Cuentan que Kevin Durant trabó especial amistad con Andre Iguodala en el Mundial de Turquía de 2010 que, perdón por la exageración, ganó él sólo. En aquel equipo estaba también Steph Curry. Era un equipo menor. Los héroes de 2008 habían cedido su espacio y los jóvenes parecían abocados a una mala experiencia. Durant los salvó a todos. Sin pestañear. Tenía 21 años. Dos años después tanto KD como Iguodala coincidirían de nuevo en el equipo que fue a Londres, y ambos formaron un grupo diferente, ajeno, al de los Kobe, LeBron o Carmelo. Por razones de edad, por entendibles motivos de cercanía con el anterior Mundial
¿Qué peso tuvo eso en que Durante decidiese firmar con los Warriors el verano pasado? Seguro que no fue lo más importante, ni cerca, pero seguro también que no fue irrelevante. Draymond Green, lo sabemos, es un bocazas y fue el que dirigió los esfuerzos personales para convencerle, pero Iguodala y Curry ya le conocían, ya habían desayunado con él, ya habían compartido noches prohibidas en Turquía.
Chris Paul coincidió por primera vez con James Harden en esos mismos Juegos Olímpicos de 2012 de Londres. El miércoles pasado orquestaron un complejo traspaso para poder jugar juntos. A Carmelo Anthony lo llaman cada poco sus amigos a ver qué hay de lo suyo, a ver si puede unírseles. Paul George, otro héroe veraniego, más aún al ver todos sus compañeros en directo como se partía la pierna, está sonando en todos los rumores que tienen implicados a jugadores de esa selección.
La NBA vive un periodo, abierto en el año 2010 por los Miami Heat, en el que las grandes estrellas quieren juntarse para ganar. Es algo que miembros de pasadas generaciones y seguidores veteranos por igual miran con extrañeza y pesar. No lo de ganar, que eso lo ha querido todo el mundo siempre por igual, sino lo de tener que juntarse, lo de unirse al enemigo en vez de batirlo.
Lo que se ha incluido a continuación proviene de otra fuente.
#![cfg_attr(docsrs, feature(doc_auto_cfg, doc_cfg))]
#![no_std]

extern crate alloc;

mod error;

use alloc::{boxed::Box, vec, vec::Vec};
use core::{
	fmt::{Debug, Formatter, Result as FmtResult},
	iter::FusedIterator,
	mem, slice,
};

pub use self::error::*;

/// A fixed-length array that reads as if every slot had been set to a default
/// value, while only ever touching the slots that are actually written.
///
/// Written slots live in an append-only log of `(index, value)` entries, and
/// `positions[i]` points at slot `i`'s entry. A position only counts when the
/// entry it points at names `i` back, so the positions table never needs to be
/// initialized or reset.
///
/// There is no `Clone` impl, since a copy would have to visit all `len()`
/// slots. Build a new array and copy what [`iter`] yields instead.
///
/// [`iter`]: Self::iter
pub struct ConstInitArray<T> {
	default: T,
	positions: Box<[usize]>,
	log: Vec<Entry<T>>,
}

impl<T> ConstInitArray<T> {
	/// Creates an array of `len` slots, each reading as `default` until written.
	pub fn new(len: usize, default: T) -> Result<Self, ArrayError> {
		if len == 0 {
			return Err(ArrayError::InvalidSize);
		}

		Ok(Self {
			default,
			// zeroed, so this is a single calloc rather than a fill
			positions: vec![0; len].into_boxed_slice(),
			log: Vec::with_capacity(len),
		})
	}

	#[must_use]
	pub const fn len(&self) -> usize {
		self.positions.len()
	}

	#[must_use]
	pub const fn is_empty(&self) -> bool {
		self.positions.is_empty()
	}

	/// The number of slots that have been explicitly written.
	#[must_use]
	pub const fn initialized_len(&self) -> usize {
		self.log.len()
	}

	#[must_use]
	pub const fn default_value(&self) -> &T {
		&self.default
	}

	#[must_use]
	pub fn is_initialized(&self, index: usize) -> bool {
		self.position(index).is_some()
	}

	/// Returns the value at `index`, or the default if it was never written.
	///
	/// Never initializes the slot.
	pub fn get(&self, index: usize) -> Result<&T, ArrayError> {
		self.check_bounds(index)?;

		Ok(self
			.position(index)
			.map_or(&self.default, |pos| &self.log[pos].value))
	}

	pub fn set(&mut self, index: usize, value: T) -> Result<(), ArrayError> {
		self.replace(index, value).map(|_| ())
	}

	/// Writes `value` at `index` and hands back whatever was explicitly written
	/// there before, if anything.
	pub fn replace(&mut self, index: usize, value: T) -> Result<Option<T>, ArrayError> {
		self.check_bounds(index)?;

		if let Some(pos) = self.position(index) {
			return Ok(Some(mem::replace(&mut self.log[pos].value, value)));
		}

		self.push(index, value);
		Ok(None)
	}

	/// Returns every slot to the default. Drops only the written values.
	pub fn clear(&mut self) {
		self.log.clear();
	}

	/// Iterates the written slots in the order they were first written.
	pub fn iter(&self) -> Iter<'_, T> {
		Iter {
			inner: self.log.iter(),
		}
	}

	const fn check_bounds(&self, index: usize) -> Result<(), ArrayError> {
		if index < self.len() {
			Ok(())
		} else {
			Err(ArrayError::IndexOutOfBounds {
				index,
				len: self.len(),
			})
		}
	}

	fn position(&self, index: usize) -> Option<usize> {
		let pos = *self.positions.get(index)?;

		self.log
			.get(pos)
			.is_some_and(|entry| entry.index == index)
			.then_some(pos)
	}

	fn push(&mut self, index: usize, value: T) -> usize {
		// at most one entry per slot, so this never outgrows the reservation
		let pos = self.log.len();
		self.log.push(Entry { index, value });
		self.positions[index] = pos;
		pos
	}
}

impl<T: Clone> ConstInitArray<T> {
	/// Returns a mutable reference to the slot at `index`, writing the default
	/// into it first if it was never written.
	pub fn get_mut(&mut self, index: usize) -> Result<&mut T, ArrayError> {
		self.check_bounds(index)?;

		let pos = if let Some(pos) = self.position(index) {
			pos
		} else {
			let value = self.default.clone();
			self.push(index, value)
		};

		Ok(&mut self.log[pos].value)
	}

	pub fn read(&self, index: usize) -> Result<T, ArrayError> {
		self.get(index).cloned()
	}
}

impl<T: Debug> Debug for ConstInitArray<T> {
	fn fmt(&self, f: &mut Formatter<'_>) -> FmtResult {
		f.debug_map().entries(self.iter()).finish()
	}
}

impl<'a, T> IntoIterator for &'a ConstInitArray<T> {
	type IntoIter = Iter<'a, T>;
	type Item = (usize, &'a T);

	fn into_iter(self) -> Self::IntoIter {
		self.iter()
	}
}

struct Entry<T> {
	index: usize,
	value: T,
}

pub struct Iter<'a, T> {
	inner: slice::Iter<'a, Entry<T>>,
}

impl<'a, T> Iterator for Iter<'a, T> {
	type Item = (usize, &'a T);

	fn next(&mut self) -> Option<Self::Item> {
		self.inner.next().map(|entry| (entry.index, &entry.value))
	}

	fn size_hint(&self) -> (usize, Option<usize>) {
		self.inner.size_hint()
	}
}

impl<T> DoubleEndedIterator for Iter<'_, T> {
	fn next_back(&mut self) -> Option<Self::Item> {
		self.inner.next_back().map(|entry| (entry.index, &entry.value))
	}
}

impl<T> ExactSizeIterator for Iter<'_, T> {}

impl<T> FusedIterator for Iter<'_, T> {}

#[cfg(test)]
mod tests {
	use alloc::{
		borrow::ToOwned as _,
		format,
		string::String,
		vec::Vec,
	};
	use core::cell::Cell;

	use super::{ArrayError, ConstInitArray};

	#[derive(Clone)]
	struct DropCounter<'a>(&'a Cell<usize>);

	impl Drop for DropCounter<'_> {
		fn drop(&mut self) {
			self.0.set(self.0.get() + 1);
		}
	}

	#[test]
	fn zero_length_is_rejected() {
		assert_eq!(
			ConstInitArray::new(0, 0u8).err(),
			Some(ArrayError::InvalidSize)
		);
	}

	#[test]
	fn unwritten_slots_read_as_default() {
		let array = ConstInitArray::new(10, 7i32).unwrap();

		for i in 0..10 {
			assert_eq!(array.get(i), Ok(&7));
		}

		assert_eq!(array.initialized_len(), 0);
		assert_eq!(array.len(), 10);
	}

	#[test]
	fn reads_do_not_initialize() {
		let array = ConstInitArray::new(4, "unset".to_owned()).unwrap();

		assert_eq!(array.read(2).unwrap(), "unset");
		assert!(!array.is_initialized(2));
		assert_eq!(array.iter().count(), 0);
	}

	#[test]
	fn writes_read_back() {
		let mut array = ConstInitArray::new(8, 0u64).unwrap();

		array.set(3, 30).unwrap();
		*array.get_mut(5).unwrap() += 5;
		*array.get_mut(3).unwrap() += 1;
		assert_eq!(array.replace(5, 50), Ok(Some(5)));
		assert_eq!(array.replace(6, 60), Ok(None));

		assert_eq!(array.get(3), Ok(&31));
		assert_eq!(array.get(5), Ok(&50));
		assert_eq!(array.get(6), Ok(&60));
		assert_eq!(array.get(4), Ok(&0));
		assert_eq!(array.initialized_len(), 3);
	}

	#[test]
	fn get_mut_initializes_once() {
		let mut array = ConstInitArray::new(3, 1u8).unwrap();

		*array.get_mut(1).unwrap() = 9;
		assert_eq!(*array.get_mut(1).unwrap(), 9);
		assert!(array.is_initialized(1));
		assert_eq!(array.initialized_len(), 1);
	}

	#[test]
	fn out_of_bounds() {
		let mut array = ConstInitArray::new(5, 'x').unwrap();
		let expected = ArrayError::IndexOutOfBounds { index: 5, len: 5 };

		assert_eq!(array.get(5), Err(expected));
		assert_eq!(array.set(5, 'y'), Err(expected));
		assert_eq!(array.get_mut(5).err(), Some(expected));
		assert_eq!(
			array.get(usize::MAX).err(),
			Some(ArrayError::IndexOutOfBounds {
				index: usize::MAX,
				len: 5
			})
		);
		assert!(!array.is_initialized(1000));
		assert_eq!(array.initialized_len(), 0);
	}

	#[test]
	fn large_arrays_stay_sparse() {
		let mut array = ConstInitArray::new(1 << 22, 0u32).unwrap();

		array.set((1 << 22) - 1, 1).unwrap();
		array.set(0, 2).unwrap();

		assert_eq!(array.get(12_345), Ok(&0));
		assert_eq!(array.iter().collect::<Vec<_>>(), [((1 << 22) - 1, &1), (0, &2)]);
	}

	#[test]
	fn clear_does_not_resurrect_stale_positions() {
		let mut array = ConstInitArray::new(6, 0i8).unwrap();

		array.set(4, 40).unwrap();
		array.set(2, 20).unwrap();
		array.clear();

		assert_eq!(array.get(4), Ok(&0));
		assert_eq!(array.get(2), Ok(&0));

		array.set(1, 10).unwrap();

		// slot 4 still records position 0, which is now slot 1's entry
		assert!(!array.is_initialized(4));
		assert_eq!(array.get(4), Ok(&0));
		assert_eq!(array.get(1), Ok(&10));
	}

	#[test]
	fn only_written_slots_are_dropped() {
		let drops = Cell::new(0);

		{
			let mut array = ConstInitArray::new(100_000, DropCounter(&drops)).unwrap();
			array.set(17, DropCounter(&drops)).unwrap();
			array.set(99_999, DropCounter(&drops)).unwrap();
			array.get_mut(500).unwrap();
			assert_eq!(drops.get(), 0);
		}

		// three written slots and the default
		assert_eq!(drops.get(), 4);
	}

	#[test]
	fn debug_lists_written_slots() {
		let mut array = ConstInitArray::new(4, String::new()).unwrap();

		array.set(2, "two".to_owned()).unwrap();
		array.set(0, "zero".to_owned()).unwrap();

		assert_eq!(format!("{array:?}"), r#"{2: "two", 0: "zero"}"#);
	}
}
Aunque esta simplificación es absurda y esconde muchas mentiras, lo cierto es que hay algo en las nuevas generaciones que sí que les distingue de los anteriores y que sirve para explicar este fenómeno: son amigos y juegan juntos en verano.
No es poca cosa. El poder que las emociones tienen en los individuos se suele dejar de lado a la hora de explicar fenómenos como éste. Y es un error. Los actuales jugadores de la NBA han tenido en la selección un banco de pruebas precioso para ver que tal encajan, y la experiencia les ha gustado tanto que quieren convertirlo en su forma de vida rutinaria. A poco que se tenga empatía, es imposible culparles por ello.